Multi-region databases: The why, design principles, and what does AWS offer?
In 2019, an IT outage at Lloyds Banking Group caused hundreds of thousands of payments to become stranded. Customers had to complain about troubles transferring money on Friday morning, which got annoying. By early afternoon that day, the bank had a backlog of roughly 400,000 unprocessed payments, and it had to request customers not to resend the payments since it could result in duplication.
Customers of the Lloyds, Bank of Scotland, and Halifax brands were affected by the outage.
Outages like this are caused by technical faults, as well as the lack of solid systems to back up such important transaction systems that are utilized by millions of people.
This blog explores why you need an architecture that protects your application from outages to safeguard your business, preserve your client base, generate income, and anything else that has to do with your “business money.”

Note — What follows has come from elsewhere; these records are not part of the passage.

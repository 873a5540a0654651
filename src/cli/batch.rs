// SPDX-License-Identifier: Apache-2.0
// Copyright (c) 2025 Polyframe Inc.

//! Batch modification of a directory of STL files
//!
//! Every file is loaded, modified and written independently; workers share
//! nothing but the read-only options.

use crate::geometry::count_boundary_loops;
use crate::io::{export_stl, import_stl, mesh_digest};
use crate::modify::{apply_modifications, locate_gap, Modifications, RingSpec};
use crate::render::{render_plan, render_views};
use anyhow::{Context, Result};
use indicatif::{ProgressBar, ProgressStyle};
use rayon::prelude::*;
use serde::{Deserialize, Serialize};
use std::path::{Path, PathBuf};
use std::time::Instant;
use walkdir::WalkDir;

/// Name of the JSON summary written into the output directory
pub const SUMMARY_FILE: &str = "summary.json";

#[derive(Debug, Clone)]
pub struct BatchOptions {
    pub input_dir: PathBuf,
    pub output_dir: PathBuf,
    pub mods: Modifications,
    pub ring: RingSpec,
    pub expected_holes: usize,
    pub parallelism: Option<usize>,
    pub render: bool,
    pub show_progress: bool,
}

/// Result for one input file
#[derive(Debug, Clone, Serialize, Deserialize)]
pub struct FileOutcome {
    pub input: PathBuf,
    pub output: Option<PathBuf>,
    pub vertices_before: usize,
    pub faces_before: usize,
    pub vertices_after: usize,
    pub faces_after: usize,
    pub holes: usize,
    pub holes_match: bool,
    pub digest: Option<String>,
    pub duration_ms: u64,
    pub error: Option<String>,
}

impl FileOutcome {
    fn failed(input: &Path, error: &anyhow::Error, duration_ms: u64) -> Self {
        Self {
            input: input.to_path_buf(),
            output: None,
            vertices_before: 0,
            faces_before: 0,
            vertices_after: 0,
            faces_after: 0,
            holes: 0,
            holes_match: false,
            digest: None,
            duration_ms,
            error: Some(format!("{:#}", error)),
        }
    }
}

#[derive(Debug, Clone, Serialize, Deserialize)]
pub struct BatchSummary {
    pub modifications: String,
    pub total: usize,
    pub succeeded: usize,
    pub failed: usize,
    pub files: Vec<FileOutcome>,
}

/// All `*.stl` files under `dir`, sorted
pub fn discover_stl_files(dir: &Path) -> Vec<PathBuf> {
    let mut files: Vec<PathBuf> = WalkDir::new(dir)
        .into_iter()
        .filter_map(|e| e.ok())
        .filter(|e| e.file_type().is_file())
        .filter(|e| {
            e.path()
                .extension()
                .map(|s| s.eq_ignore_ascii_case("stl"))
                .unwrap_or(false)
        })
        .map(|e| e.path().to_path_buf())
        .collect();
    files.sort();
    files
}

/// Output path for `input`: `<output_dir>/<relative path>` with a
/// `_modified` stem suffix
fn output_path(options: &BatchOptions, input: &Path) -> PathBuf {
    let relative = input.strip_prefix(&options.input_dir).unwrap_or(input);
    let stem = relative
        .file_stem()
        .map(|s| s.to_string_lossy().into_owned())
        .unwrap_or_else(|| "mesh".to_string());
    let parent = relative.parent().unwrap_or_else(|| Path::new(""));
    options
        .output_dir
        .join(parent)
        .join(format!("{}_modified.stl", stem))
}

/// `<dir>/<stem>_<suffix>.png` next to `path`
pub fn sibling(path: &Path, suffix: &str) -> PathBuf {
    let stem = path
        .file_stem()
        .map(|s| s.to_string_lossy().into_owned())
        .unwrap_or_default();
    path.with_file_name(format!("{}_{}.png", stem, suffix))
}

/// Load, modify and write one file
pub fn process_file(options: &BatchOptions, input: &Path) -> Result<FileOutcome> {
    let start = Instant::now();
    let mesh = import_stl(input)?;
    let (vertices_before, faces_before) = (mesh.vertex_count(), mesh.triangle_count());

    let output = output_path(options, input);
    if let Some(dir) = output.parent() {
        std::fs::create_dir_all(dir)
            .with_context(|| format!("Failed to create output directory: {:?}", dir))?;
    }

    if options.render {
        let footprint = options
            .mods
            .remove_gap
            .then(|| locate_gap(&mesh).map(|region| region.footprint))
            .flatten();
        let ring = options.mods.add_recess.then_some(&options.ring);
        render_plan(&mesh, footprint.as_ref(), ring, sibling(&output, "plan"))?;
    }

    let modified = apply_modifications(mesh, options.mods, Some(&options.ring))
        .with_context(|| format!("Failed to modify {:?}", input))?;
    export_stl(&modified, &output)?;

    if options.render {
        render_views(&modified, sibling(&output, "views"))?;
    }

    let holes = count_boundary_loops(&modified);
    Ok(FileOutcome {
        input: input.to_path_buf(),
        output: Some(output),
        vertices_before,
        faces_before,
        vertices_after: modified.vertex_count(),
        faces_after: modified.triangle_count(),
        holes,
        holes_match: holes == options.expected_holes,
        digest: Some(mesh_digest(&modified)),
        duration_ms: start.elapsed().as_millis() as u64,
        error: None,
    })
}

/// Process every STL under the input directory and write `summary.json`
pub fn run_batch(options: &BatchOptions) -> Result<BatchSummary> {
    let files = discover_stl_files(&options.input_dir);
    tracing::info!(count = files.len(), dir = %options.input_dir.display(), "batch started");

    std::fs::create_dir_all(&options.output_dir).with_context(|| {
        format!("Failed to create output directory: {:?}", options.output_dir)
    })?;

    let progress = if options.show_progress {
        let pb = ProgressBar::new(files.len() as u64);
        pb.set_style(
            ProgressStyle::default_bar()
                .template("{spinner:.green} [{elapsed_precise}] [{bar:40.cyan/blue}] {pos}/{len} ({eta})")
                .context("Invalid progress bar template")?
                .progress_chars("#>-"),
        );
        Some(pb)
    } else {
        None
    };

    let mut builder = rayon::ThreadPoolBuilder::new();
    if let Some(threads) = options.parallelism {
        builder = builder.num_threads(threads);
    }
    let pool = builder.build().context("Failed to build worker pool")?;

    let files_out: Vec<FileOutcome> = pool.install(|| {
        files
            .par_iter()
            .map(|input| {
                let start = Instant::now();
                let outcome = process_file(options, input).unwrap_or_else(|e| {
                    tracing::warn!(file = %input.display(), error = %e, "file failed");
                    FileOutcome::failed(input, &e, start.elapsed().as_millis() as u64)
                });
                if let Some(ref pb) = progress {
                    pb.inc(1);
                }
                outcome
            })
            .collect()
    });

    if let Some(pb) = progress {
        pb.finish_and_clear();
    }

    let failed = files_out.iter().filter(|f| f.error.is_some()).count();
    let summary = BatchSummary {
        modifications: options.mods.to_string(),
        total: files_out.len(),
        succeeded: files_out.len() - failed,
        failed,
        files: files_out,
    };

    let summary_path = options.output_dir.join(SUMMARY_FILE);
    let json = serde_json::to_string_pretty(&summary).context("Failed to serialize summary")?;
    std::fs::write(&summary_path, json)
        .with_context(|| format!("Failed to write summary: {:?}", summary_path))?;

    Ok(summary)
}
// SPDX-License-Identifier: Apache-2.0
// Copyright (c) 2025 Polyframe Inc.

//! Structural edits on the back plate
//!
//! Every edit consumes the mesh it is given and returns a new one; no stage
//! keeps state between calls.

pub mod builder;
pub mod gap_fill;
pub mod pipeline;
pub mod recess;

pub use builder::MeshBuilder;
pub use gap_fill::{fill_planar_gap, locate_gap, GRID_SPACING};
pub use pipeline::{apply_modifications, back_plate_z_range, Modifications, Stage};
pub use recess::{add_annular_recess, RingSpec, WallFacing, NUM_SEGMENTS};
// SPDX-License-Identifier: Apache-2.0
// Copyright (c) 2025 Polyframe Inc.

//! CLI output reporter with colored formatting

use super::batch::BatchSummary;
use crate::geometry::{GeometryStats, HoleCheck, MeshValidation};
use crate::modify::RingSpec;
use colored::*;
use std::time::Duration;

/// CLI reporter for formatted output
pub struct Reporter;

impl Reporter {
    fn rule() {
        println!("{}", "━".repeat(80).bright_black());
    }

    /// Report mesh statistics under a heading
    pub fn report_mesh(title: &str, file: &str, stats: &GeometryStats) {
        println!();
        Self::rule();
        println!("{} {}", format!("{}:", title).bold(), file.cyan());
        Self::rule();
        Self::print_field("Vertices", stats.vertex_count.to_string().cyan());
        Self::print_field("Triangles", stats.triangle_count.to_string().cyan());
        Self::print_field(
            "Bounds",
            format!(
                "[{:.2}, {:.2}, {:.2}] to [{:.2}, {:.2}, {:.2}]",
                stats.bbox[0], stats.bbox[1], stats.bbox[2], stats.bbox[3], stats.bbox[4], stats.bbox[5]
            )
            .normal(),
        );
        Self::print_field(
            "Size",
            format!("{:.2} x {:.2} x {:.2}", stats.size[0], stats.size[1], stats.size[2]).normal(),
        );
        Self::print_field("Volume", format!("{:.2} mm³", stats.volume).normal());
        let watertight = if stats.is_watertight {
            "yes".green()
        } else {
            "no".yellow()
        };
        Self::print_field("Watertight", watertight);
    }

    /// Report edge topology
    pub fn report_validation(validation: &MeshValidation) {
        let yes_no = |ok: bool| if ok { "yes".green() } else { "no".yellow() };
        Self::print_field("Manifold", yes_no(validation.is_manifold));
        Self::print_field("Closed", yes_no(validation.is_closed));
        Self::print_field("Edges", validation.edge_count.to_string().cyan());
        Self::print_field(
            "Boundary",
            format!(
                "{} edges in {} loops",
                validation.boundary_edge_count, validation.boundary_loops
            )
            .normal(),
        );
    }

    /// Report a modification run
    pub fn report_modification(
        file: &str,
        mods: &str,
        before: &GeometryStats,
        after: &GeometryStats,
        duration: Duration,
    ) {
        println!();
        Self::rule();
        println!("{} {}", "Modified:".bold(), file.cyan());
        Self::rule();
        Self::print_field("Modifications", mods.cyan());
        Self::print_field(
            "Vertices",
            format!("{} -> {}", before.vertex_count, after.vertex_count).normal(),
        );
        Self::print_field(
            "Triangles",
            format!("{} -> {}", before.triangle_count, after.triangle_count).normal(),
        );
        Self::print_field("Time", Self::format_duration(duration).yellow());
        Self::rule();
    }

    /// Report ring dimensions in use
    pub fn report_ring(source: &str, ring: &RingSpec) {
        println!(
            "{} {} outer={:.1}mm inner={:.1}mm depth={:.1}mm",
            "ℹ️".bright_blue(),
            format!("{} ring:", source).bright_black(),
            ring.outer_radius,
            ring.inner_radius,
            ring.depth
        );
    }

    /// Report hole verification
    pub fn report_holes(check: &HoleCheck) {
        println!("\n{}", "Hole verification:".bold());
        println!("  Detected {} holes/boundaries", check.found);
        if check.matches() {
            println!("  {} {}", "✅".green(), format!("Matches expected count of {}", check.expected).green());
        } else {
            println!("  {} {}", "⚠️".yellow(), format!("Expected {} holes", check.expected).yellow());
        }
    }

    /// Report a batch summary
    pub fn report_batch(summary: &BatchSummary, duration: Duration) {
        println!();
        Self::rule();
        println!("{} {}", "Batch:".bold(), summary.modifications.cyan());
        Self::rule();
        for file in &summary.files {
            let name = file.input.display().to_string();
            match &file.error {
                None => println!("  {} {}", "✓".green(), name),
                Some(error) => println!("  {} {} - {}", "✗".red(), name, error.red()),
            }
        }
        println!();
        Self::print_field("Succeeded", summary.succeeded.to_string().green());
        let failed = if summary.failed == 0 {
            summary.failed.to_string().green()
        } else {
            summary.failed.to_string().red()
        };
        Self::print_field("Failed", failed);
        Self::print_field("Time", Self::format_duration(duration).yellow());
        Self::rule();
    }

    /// Report error
    pub fn report_error(message: &str) {
        eprintln!("\n{} {}", "❌ Error:".red().bold(), message);
    }

    /// Report warning
    pub fn report_warning(message: &str) {
        println!("\n{} {}", "⚠️  Warning:".yellow().bold(), message);
    }

    /// Report info
    pub fn report_info(message: &str) {
        println!("{} {}", "ℹ️".bright_blue(), message);
    }

    fn print_field(name: &str, value: ColoredString) {
        println!("  {} {}", format!("{}:", name).bright_black(), value);
    }

    /// Format duration for display
    fn format_duration(duration: Duration) -> String {
        let micros = duration.as_micros();

        if micros < 1_000 {
            format!("{}µs", micros)
        } else if micros < 1_000_000 {
            format!("{:.2}ms", micros as f64 / 1_000.0)
        } else {
            format!("{:.2}s", micros as f64 / 1_000_000.0)
        }
    }

    /// Print progress message
    pub fn progress(message: &str) {
        println!("{} {}...", "⏳".bright_blue(), message.bright_black());
    }

    /// Print success message
    pub fn success(message: &str) {
        println!("{} {}", "✅".green(), message.green());
    }
}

After you’ve figured out “why,” find out what AWS has to offer in this area, then look at some design practices you might be overlooking when building distributed systems that require multi-region databases and architecture.
6 Reasons your database needs to be a multi-region
Disaster recovery
We frequently hear about breakdowns, outages, and revenue losses in the millions of dollars. The most prevalent causes of such outages are the loss of important data and users’ inability to add things to their shopping cart. Even when the ERP systems are integrated, data from the product databases of eCommerce websites may occasionally be missing. Alternatively, consumers may encounter only half-loaded data, resulting in extreme dissatisfaction and a higher bounce rate for the product or website owner.
Multinational enterprises require databases that span many locations and provide rapid failover. In such instances, a powerful and capable database is required to keep the organization running by enabling data replication and prioritizing business continuity over downtime.
Reduced latency for geographically dispersed users
Another major issue that multi-region databases can help you with is latency.
If your application and database are in the United States and your end customers are in Europe, the data flow will be routed through various routers to reach the database. This approach causes a greater delay in large-scale, distributed systems. You can avoid this problem by replicating the data using a multi-region database like DynamoDB in Europe and putting the application in the same area. This is one of the ways you can give your customers the experience they want.
When your application serves many geographies, you’ll need a point of presence in each one. You want the data as close to the end user as possible to reduce latency and provide the optimum user experience. If your users are from all over the world, this means you need to replicate data in the locations where they reside.
Keep latencies under 100 milliseconds as a rule of thumb. However, as data is restricted by the speed of light, keeping latencies under 100 ms can be difficult when a user base is distributed throughout the globe. Low latency is the only way to do that.
To give you an idea about globally scalable applications and the role of multi-region databases in it, here’s an example.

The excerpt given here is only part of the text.